Segment Start: Data for this task

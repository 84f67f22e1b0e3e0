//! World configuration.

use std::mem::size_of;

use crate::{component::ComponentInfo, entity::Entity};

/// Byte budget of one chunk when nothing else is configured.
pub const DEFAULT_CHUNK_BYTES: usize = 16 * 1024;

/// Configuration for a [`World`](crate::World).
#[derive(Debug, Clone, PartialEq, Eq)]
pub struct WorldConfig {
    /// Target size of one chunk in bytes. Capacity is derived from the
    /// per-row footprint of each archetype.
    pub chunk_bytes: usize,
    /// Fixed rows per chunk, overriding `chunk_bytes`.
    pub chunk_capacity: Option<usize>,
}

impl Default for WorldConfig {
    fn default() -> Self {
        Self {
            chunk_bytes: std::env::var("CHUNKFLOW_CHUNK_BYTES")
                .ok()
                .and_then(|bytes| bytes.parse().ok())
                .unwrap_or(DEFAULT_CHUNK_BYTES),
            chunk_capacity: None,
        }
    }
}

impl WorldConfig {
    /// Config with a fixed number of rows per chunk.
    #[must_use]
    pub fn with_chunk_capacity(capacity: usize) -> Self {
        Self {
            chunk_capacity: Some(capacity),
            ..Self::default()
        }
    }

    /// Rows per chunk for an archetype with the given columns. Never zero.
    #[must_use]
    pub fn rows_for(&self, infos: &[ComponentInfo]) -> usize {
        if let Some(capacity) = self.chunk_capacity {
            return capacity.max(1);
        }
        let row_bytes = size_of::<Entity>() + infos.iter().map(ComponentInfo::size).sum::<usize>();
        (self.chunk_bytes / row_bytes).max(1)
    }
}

Segment End: Data for this task

**Assigned task**
For each line in the data that holds the word "WorldConfig", copy the line.

**Response below**
pub struct WorldConfig {
impl Default for WorldConfig {
impl WorldConfig {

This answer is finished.